確定申告の義務を無視した場合はどうなるの?
確定申告の義務がない特定口座(源泉徴収あり)は、損益通算の申告を忘れていても罰則がありません。
しかし、特定口座(源泉徴収なし)と一般口座は、損益通算をする・しないに関係なく、確定申告が義務付けられています。これら2つの口座を利用していた場合、確定申告を忘れてしまえばどうなるのでしょうか?
この項では、確定申告の義務を無視したときに課せられる、4つのペナルティについて解説していきます。
申告義務を忘れて申告しなかった場合
申告義務を忘れて申告しなかった場合、罰則として「無申告加算税」が課せられます。納めるべき税額により、下記のようにペナルティの重さが変動します。
無申告加算税の適用基準 | |
---|---|
納付すべき税額が50万円未満 | ペナルティとして税額が15%増加 |
納付すべき税額が50万円以上 | ペナルティとして税額が20%増加 |
本来納めるべき税額より少なく申告した場合
申告内容が本来納めるべき税額より少なかった場合、罰則として「過少申告加算税」が課せられます。
過少申告加算税の適用基準 | |
---|---|
更生の予知前 | ペナルティとして税額が5%増加 |
更生の予知後 | ペナルティとして税額が10%増加 |
このとき無申告時とは異なり、ペナルティに「更生の予知」という独自の基準がもちいられます。
更生の予知とは?
「過少申告により罰則が与えられること」を知ったタイミングを起点に、更生の予知前・予知後は判断されます。
つまり、申告者が何らかの方法で「過少申告を疑われて税務調査が入る」という事態を察して、慌てて修正申告を行った場合は更生の予知後として扱われるのです。
ただし、税務署が過少申告を発見するまえに修正申告をした場合、ペナルティは免除となります。そのため申告後に誤りが分かれば、できる限り早く修正申告を行いましょう。
無申告時と過少申告時は「延滞税」が課せられる
無申告・過少申告により期限を過ぎてから修正申告を行うとき、罰則として「延滞税」が課せられます。

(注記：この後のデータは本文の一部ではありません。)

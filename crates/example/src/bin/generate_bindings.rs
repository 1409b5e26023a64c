//! Writes TypeScript bindings for the example models.
//!
//! ```bash
//! # Bindings for the derived models, configured by ./typescriptify.toml
//! generate-bindings --output frontend/src/models.ts
//!
//! # Scan a source tree instead, keeping a copy of the previous output
//! generate-bindings --source src --backup-dir backup --prefix Api
//! ```
//!
//! Set `RUST_LOG=typescriptify=debug` for conversion details.

use std::path::PathBuf;

use anyhow::{Context, Result};
use clap::Parser;
use tracing::info;
use tracing_subscriber::EnvFilter;
use typescriptify::{CONFIG_FILENAME, Converter, ConverterConfig};
use typescriptify_example::SearchPage;

#[derive(Parser, Debug)]
#[command(name = "generate-bindings")]
#[command(version, about = "Generate TypeScript classes for the example models", long_about = None)]
struct Cli {
    /// Configuration file path
    #[arg(short, long, default_value = CONFIG_FILENAME)]
    config: PathBuf,

    /// Output file; overrides `output.path` from the configuration
    #[arg(short, long)]
    output: Option<PathBuf>,

    /// Scan Rust sources in this directory instead of using the derived models
    #[arg(short, long)]
    source: Option<PathBuf>,

    /// Prefix for every class name
    #[arg(long)]
    prefix: Option<String>,

    /// Do not generate `createFrom` factories
    #[arg(long)]
    no_create_from: bool,

    /// Directory receiving a copy of the previous output
    #[arg(long)]
    backup_dir: Option<PathBuf>,

    /// Carry hand-written `//[Name:]` blocks over from the previous output
    #[arg(long)]
    preserve_custom_code: bool,
}

impl Cli {
    /// Layer the command line over the configuration file; flags win.
    fn apply(&self, config: &mut ConverterConfig) {
        if let Some(output) = &self.output {
            config.output.path = Some(output.clone());
        }
        if let Some(prefix) = &self.prefix {
            config.prefix = prefix.clone();
        }
        if self.no_create_from {
            config.create_from = false;
        }
        if let Some(backup_dir) = &self.backup_dir {
            config.output.backup_dir = Some(backup_dir.clone());
        }
        if self.preserve_custom_code {
            config.output.preserve_custom_code = true;
        }
    }
}

fn main() -> Result<()> {
    tracing_subscriber::fmt()
        .with_env_filter(
            EnvFilter::try_from_default_env().unwrap_or_else(|_| EnvFilter::new("info")),
        )
        .with_target(false)
        .init();

    let cli = Cli::parse();

    let mut config = ConverterConfig::load(&cli.config)
        .with_context(|| format!("loading {}", cli.config.display()))?;
    cli.apply(&mut config);

    let output = config
        .output
        .path
        .clone()
        .unwrap_or_else(|| PathBuf::from("generated/models.ts"));

    let mut converter = Converter::with_config(config);
    match &cli.source {
        Some(dir) => {
            converter
                .add_source_dir(dir)
                .with_context(|| format!("scanning {}", dir.display()))?;
        }
        None => {
            converter.add::<SearchPage>();
        }
    }

    let outcome = converter
        .convert_to_file(&output)
        .with_context(|| format!("writing {}", output.display()))?;

    info!(
        path = %outcome.path.display(),
        bytes = outcome.bytes,
        types = converter.schema().len(),
        "bindings written"
    );
    if let Some(backup) = &outcome.backup {
        info!(path = %backup.display(), "previous output backed up");
    }

    Ok(())
}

延滞税に明確な基準はなく「どれほど期限を超えたのか」、「西暦何年度の修正申告なのか」によりペナルティが変動することに注意。他の加算税より算出手順は複雑であるため、国税庁が用意している「延滞税の計算方法」のページからシミュレーションすることをおすすめします。
悪意を持って無申告・過少申告を行った場合
意図的な無申告・虚偽申告は脱税に分類され、罰則として「重加算税」が課せられます。
重加算税の適用基準 | |
---|---|
意図的な無申告 | ペナルティとして税額が40%増加 |
5年以内に連続した場合 | ペナルティとして税額が50%増加 |
意図的な過少申告 | ペナルティとして税額が35%増加 |
5年以内に連続した場合 | ペナルティとして税額が45%増加 |
同様の不正行為を過去5年以内に行っていたとき、上記のように10%の追加罰則が課せられます。

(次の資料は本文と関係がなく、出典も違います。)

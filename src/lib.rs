// Main library file for the flight search aggregator

// Pipeline stages, bottom-up
pub mod cache;
pub mod config;
pub mod context;
pub mod fetch_simulator;
pub mod filter;
pub mod models;
pub mod providers;
pub mod scoring;
pub mod search_service;
pub mod sorter;

// Re-export key types for convenience
pub use cache::{Cache, CacheConfig, CacheError, CacheStats, TtlCache};
pub use config::{RetryConfig, SearchConfig};
pub use context::{CancelHandle, Interrupt, SearchContext};
pub use fetch_simulator::{DirFixtureSource, FetchError, FetchSimulator, ProviderDescriptor};
pub use models::{Filters, Flight, Metadata, SearchRequest, SearchResponse, ValidationError};
pub use providers::{FlightProvider, ProviderError};
pub use search_service::{cache_key, FlightSearchService, SearchError};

確定申告のペナルティとして最も重く、投資家にとっては大きな痛手となります。そのため、不正行為を疑われるような行為は避け、確定申告は慎重に収支をチェックしつつ行うのが望ましいです。
税金の仕組みを知ることが「経済的成功」への近道
今回ご紹介した損益通算のように、世の中には「知っていれば得をする情報」が数多くあります。たとえば冒頭で登場したNISA口座は、損益通算こそできないものの「投資利益が全て非課税になる」というメリットを持っています。
投資信託の運用利益は約20%課税されるので、NISAに対する知識の有無で「20%ほど得をする人」と「20%ほど損をする人」が生まれてしまうのです。
- NISAを知っている:100万円の利益を得たとき、100万円をそのまま受け取れる
- NISAを知らない:100万円の利益を得たとき、約80万円しか受け取れない
上記と同様の条件が10年間続いたとすれば、その差は200万円ほどに膨れ上がります。たった1つの知識だけで、「経済的に豊かな人」と「そうではない人」に差が生まれていくのです。
【上級編】経済の仕組みをもっと活用したい場合
損益通算やNISAのような優れた制度があっても、これらの存在を世間一般の大多数は知りません。しかし、富裕層や資産家と呼ばれる上位数%の人たちは、経済的な優位性をもたらす仕組みを当然のように知っています。
つまり、日本という豊かな国のなかで、これほど格差があるのは「持っている情報の量」に違いがあるからなのです。ただし、損益通算やNISAは有用な情報に分類されるものの、経済的成功への決定打としては力不足。
そこで最後に、税制や投資効率を味方に付けて、より経済的成功に近づく方法の1つ「不動産投資」をご紹介します。
不動産投資が経済的成功への近道である理由とは?
大家業として知られている「不動産投資」は、堅実かつ高効率な資産運用の代表格。利益がマーケットに左右される投資信託や株式投資と異なり、賃料収入という景気に影響されづらい収入基盤を手にできるため、資産拡大のプランを立てやすいのです。
また、金融機関から融資を受けることで、自己資金だけでは叶わない大規模な投資を行えます。これは、いわゆる「レバレッジ効果」というもの。レバレッジ効果により、以下のように本業収入と同等、または本業収入を超える金額を得られるのです。
- 自己資金1,000万円を年間利回り10%で運用:利益は100万円/年
- 上記に融資資金を加えて3,000万円を運用:利益は300万円/年
金利を加味しない単純計算であれば、両者には年間200万円の差が生まれます。
自己資金のみの運用では、10年経過したときに利益総額は1,000万円。一方で、融資資金を加えた運用では、10年経過した時点で利益総額が3,000万円になるので、効率良く収益物件を増やしていけるのです。
また、不動産投資は実物資産であるため、確定申告時に減価償却という仕組みによって「売上から減価償却費を差し引き」できます。さらに、事業の売上向上に使用した出費は「必要経費」として処理できるため、納める税金を抑えつつ事業に使う消耗品・資産を増やしていけるのです。
まとめ
投資信託で年間収入がマイナスになったとき、残念だったと悔やんで終わらせず「損益通算」で損失を軽減する方法をご紹介しました。
特定口座(源泉徴収あり)の利用者は、つい「確定申告は縁のないもの」と思いがちですが、資産形成を有利にする制度は全て活用できるのが望ましいです。投資家として成功を収めるためにも、誤申告にだけ注意して損益通算を行ってみてください。